[[ Dataset records, beginning ]]

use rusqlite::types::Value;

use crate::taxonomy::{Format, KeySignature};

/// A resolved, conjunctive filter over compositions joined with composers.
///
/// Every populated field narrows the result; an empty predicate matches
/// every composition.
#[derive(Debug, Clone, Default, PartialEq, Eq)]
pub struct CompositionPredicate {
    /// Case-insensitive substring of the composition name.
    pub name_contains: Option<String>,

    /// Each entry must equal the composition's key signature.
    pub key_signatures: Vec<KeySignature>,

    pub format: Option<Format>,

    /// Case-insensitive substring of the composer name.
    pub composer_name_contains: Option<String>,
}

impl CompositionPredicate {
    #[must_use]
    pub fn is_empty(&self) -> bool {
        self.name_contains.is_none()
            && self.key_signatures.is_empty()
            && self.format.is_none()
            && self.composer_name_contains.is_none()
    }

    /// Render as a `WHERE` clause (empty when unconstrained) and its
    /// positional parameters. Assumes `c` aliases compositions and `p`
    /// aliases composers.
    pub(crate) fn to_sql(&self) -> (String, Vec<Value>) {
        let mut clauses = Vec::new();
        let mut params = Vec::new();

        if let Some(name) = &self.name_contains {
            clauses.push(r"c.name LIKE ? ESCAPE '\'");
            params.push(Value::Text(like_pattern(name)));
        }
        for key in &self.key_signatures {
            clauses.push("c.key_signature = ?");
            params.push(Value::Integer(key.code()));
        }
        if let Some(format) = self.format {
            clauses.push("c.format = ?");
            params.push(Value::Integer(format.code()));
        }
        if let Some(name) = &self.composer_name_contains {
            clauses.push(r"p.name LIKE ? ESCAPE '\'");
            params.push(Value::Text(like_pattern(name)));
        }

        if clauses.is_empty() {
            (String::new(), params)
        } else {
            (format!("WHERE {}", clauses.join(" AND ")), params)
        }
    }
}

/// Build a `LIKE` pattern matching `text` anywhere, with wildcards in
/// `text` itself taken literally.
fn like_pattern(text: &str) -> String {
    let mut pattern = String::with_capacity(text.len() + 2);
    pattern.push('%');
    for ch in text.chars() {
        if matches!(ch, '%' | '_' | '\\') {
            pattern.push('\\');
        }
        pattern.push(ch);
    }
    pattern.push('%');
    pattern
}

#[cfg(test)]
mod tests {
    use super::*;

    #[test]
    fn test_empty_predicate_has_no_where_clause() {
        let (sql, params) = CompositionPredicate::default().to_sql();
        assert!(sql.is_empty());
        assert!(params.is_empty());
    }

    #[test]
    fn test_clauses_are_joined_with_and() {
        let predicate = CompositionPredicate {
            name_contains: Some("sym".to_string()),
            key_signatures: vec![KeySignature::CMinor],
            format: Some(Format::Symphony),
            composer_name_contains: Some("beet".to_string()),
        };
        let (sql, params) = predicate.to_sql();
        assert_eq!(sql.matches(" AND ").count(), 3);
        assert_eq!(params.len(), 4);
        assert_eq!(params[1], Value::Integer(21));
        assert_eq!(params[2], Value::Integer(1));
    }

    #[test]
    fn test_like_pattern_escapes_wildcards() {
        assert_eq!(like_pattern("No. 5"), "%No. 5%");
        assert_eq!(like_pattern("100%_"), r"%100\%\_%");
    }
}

[[ Dataset records, end ]]
[[ Dataset records, beginning ]]

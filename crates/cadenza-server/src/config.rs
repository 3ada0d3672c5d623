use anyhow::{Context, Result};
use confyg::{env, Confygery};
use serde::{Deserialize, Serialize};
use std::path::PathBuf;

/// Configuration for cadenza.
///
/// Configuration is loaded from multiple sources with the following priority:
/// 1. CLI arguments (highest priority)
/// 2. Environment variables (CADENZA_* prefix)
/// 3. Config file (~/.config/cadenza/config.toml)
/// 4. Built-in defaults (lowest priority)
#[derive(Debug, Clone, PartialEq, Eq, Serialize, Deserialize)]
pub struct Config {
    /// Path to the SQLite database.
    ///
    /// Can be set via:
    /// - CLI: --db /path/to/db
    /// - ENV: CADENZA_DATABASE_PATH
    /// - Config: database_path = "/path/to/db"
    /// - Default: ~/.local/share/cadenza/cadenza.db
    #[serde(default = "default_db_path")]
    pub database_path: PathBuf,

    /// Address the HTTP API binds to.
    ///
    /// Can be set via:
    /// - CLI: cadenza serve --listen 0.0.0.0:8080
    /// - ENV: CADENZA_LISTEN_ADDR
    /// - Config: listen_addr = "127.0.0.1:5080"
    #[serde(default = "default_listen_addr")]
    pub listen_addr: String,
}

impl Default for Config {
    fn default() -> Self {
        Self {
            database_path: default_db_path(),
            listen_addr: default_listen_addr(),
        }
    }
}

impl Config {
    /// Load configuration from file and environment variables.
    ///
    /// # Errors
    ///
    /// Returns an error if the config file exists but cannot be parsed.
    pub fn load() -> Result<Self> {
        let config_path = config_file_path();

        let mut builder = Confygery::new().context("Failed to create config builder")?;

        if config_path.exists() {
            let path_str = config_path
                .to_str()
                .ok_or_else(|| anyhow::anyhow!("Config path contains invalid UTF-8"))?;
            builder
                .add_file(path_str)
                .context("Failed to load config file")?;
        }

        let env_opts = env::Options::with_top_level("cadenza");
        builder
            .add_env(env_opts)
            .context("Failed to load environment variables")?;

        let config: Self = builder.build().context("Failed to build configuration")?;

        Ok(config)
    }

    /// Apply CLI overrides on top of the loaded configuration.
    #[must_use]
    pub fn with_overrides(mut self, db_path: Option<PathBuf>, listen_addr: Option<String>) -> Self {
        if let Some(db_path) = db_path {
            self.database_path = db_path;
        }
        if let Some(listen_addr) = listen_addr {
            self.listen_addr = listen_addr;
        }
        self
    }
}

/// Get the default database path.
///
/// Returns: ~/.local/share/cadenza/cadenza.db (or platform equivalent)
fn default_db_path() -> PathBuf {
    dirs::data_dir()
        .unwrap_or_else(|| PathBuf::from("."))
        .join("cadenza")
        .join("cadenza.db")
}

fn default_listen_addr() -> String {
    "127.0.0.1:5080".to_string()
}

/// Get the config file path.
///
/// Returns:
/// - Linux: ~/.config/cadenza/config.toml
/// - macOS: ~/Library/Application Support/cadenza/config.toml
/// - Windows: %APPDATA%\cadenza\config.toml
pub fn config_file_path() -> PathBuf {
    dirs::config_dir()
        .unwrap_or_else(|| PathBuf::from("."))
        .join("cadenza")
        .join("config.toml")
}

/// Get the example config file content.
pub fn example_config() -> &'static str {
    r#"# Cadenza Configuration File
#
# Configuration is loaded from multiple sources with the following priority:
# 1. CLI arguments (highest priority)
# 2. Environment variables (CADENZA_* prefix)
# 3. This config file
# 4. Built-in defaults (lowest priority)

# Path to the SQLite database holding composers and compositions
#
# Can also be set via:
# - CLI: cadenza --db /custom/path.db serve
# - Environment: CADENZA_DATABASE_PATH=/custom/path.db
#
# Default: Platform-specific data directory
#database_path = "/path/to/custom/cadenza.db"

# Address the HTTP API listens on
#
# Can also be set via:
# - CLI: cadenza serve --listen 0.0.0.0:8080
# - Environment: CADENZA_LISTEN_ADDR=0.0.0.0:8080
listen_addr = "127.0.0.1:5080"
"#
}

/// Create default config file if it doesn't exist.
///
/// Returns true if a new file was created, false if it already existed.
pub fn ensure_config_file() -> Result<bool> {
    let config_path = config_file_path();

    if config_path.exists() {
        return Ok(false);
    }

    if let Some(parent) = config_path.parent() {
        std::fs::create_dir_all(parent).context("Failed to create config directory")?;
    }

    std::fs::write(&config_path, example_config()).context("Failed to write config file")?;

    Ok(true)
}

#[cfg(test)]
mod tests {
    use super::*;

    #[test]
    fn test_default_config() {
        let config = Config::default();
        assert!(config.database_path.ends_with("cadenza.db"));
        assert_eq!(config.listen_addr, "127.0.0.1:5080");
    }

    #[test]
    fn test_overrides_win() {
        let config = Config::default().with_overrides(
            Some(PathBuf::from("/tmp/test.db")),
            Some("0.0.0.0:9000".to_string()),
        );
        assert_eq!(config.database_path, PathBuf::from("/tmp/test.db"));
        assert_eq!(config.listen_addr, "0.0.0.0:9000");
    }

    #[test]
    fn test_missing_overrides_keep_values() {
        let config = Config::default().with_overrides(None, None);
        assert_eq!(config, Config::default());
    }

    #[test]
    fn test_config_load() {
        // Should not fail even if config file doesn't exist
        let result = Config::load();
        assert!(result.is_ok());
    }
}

[[ Dataset records, end ]]
[[ Dataset records, beginning ]]

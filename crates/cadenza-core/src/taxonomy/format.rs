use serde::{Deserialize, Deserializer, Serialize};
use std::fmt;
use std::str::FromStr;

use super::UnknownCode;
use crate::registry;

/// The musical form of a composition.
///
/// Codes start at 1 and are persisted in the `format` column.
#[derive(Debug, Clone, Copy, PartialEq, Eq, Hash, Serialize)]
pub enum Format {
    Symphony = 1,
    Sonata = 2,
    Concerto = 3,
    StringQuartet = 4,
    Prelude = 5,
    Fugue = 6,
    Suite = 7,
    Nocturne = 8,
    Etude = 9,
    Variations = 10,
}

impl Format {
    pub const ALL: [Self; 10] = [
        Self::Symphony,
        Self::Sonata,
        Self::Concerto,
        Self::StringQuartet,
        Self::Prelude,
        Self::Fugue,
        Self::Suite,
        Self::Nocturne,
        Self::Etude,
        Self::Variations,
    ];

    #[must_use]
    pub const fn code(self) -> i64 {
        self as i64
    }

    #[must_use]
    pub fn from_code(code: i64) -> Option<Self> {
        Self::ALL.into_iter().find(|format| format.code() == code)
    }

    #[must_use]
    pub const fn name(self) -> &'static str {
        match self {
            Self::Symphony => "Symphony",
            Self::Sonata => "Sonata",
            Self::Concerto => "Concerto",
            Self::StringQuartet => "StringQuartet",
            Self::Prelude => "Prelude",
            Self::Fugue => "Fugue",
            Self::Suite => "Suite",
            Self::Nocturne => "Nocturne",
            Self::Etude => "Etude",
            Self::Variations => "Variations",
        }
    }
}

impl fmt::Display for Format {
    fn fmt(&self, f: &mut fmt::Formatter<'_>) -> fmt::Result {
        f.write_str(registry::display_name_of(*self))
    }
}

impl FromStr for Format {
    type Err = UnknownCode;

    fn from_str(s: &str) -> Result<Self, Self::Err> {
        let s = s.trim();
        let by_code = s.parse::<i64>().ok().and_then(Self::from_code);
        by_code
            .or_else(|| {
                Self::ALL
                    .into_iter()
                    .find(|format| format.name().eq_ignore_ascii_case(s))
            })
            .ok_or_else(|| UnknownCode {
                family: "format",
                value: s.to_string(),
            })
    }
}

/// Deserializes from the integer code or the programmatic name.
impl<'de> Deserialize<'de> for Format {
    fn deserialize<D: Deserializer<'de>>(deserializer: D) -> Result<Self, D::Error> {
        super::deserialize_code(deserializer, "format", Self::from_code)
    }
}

[[ Dataset records, end ]]

## Work to complete
Retype the entries above exactly, but only from the line containing "pub fn load()" through the line containing "path contains invalid", both included.

## Answer space
    pub fn load() -> Result<Self> {
        let config_path = config_file_path();

        let mut builder = Confygery::new().context("Failed to create config builder")?;

        if config_path.exists() {
            let path_str = config_path
                .to_str()
                .ok_or_else(|| anyhow::anyhow!("Config path contains invalid UTF-8"))?;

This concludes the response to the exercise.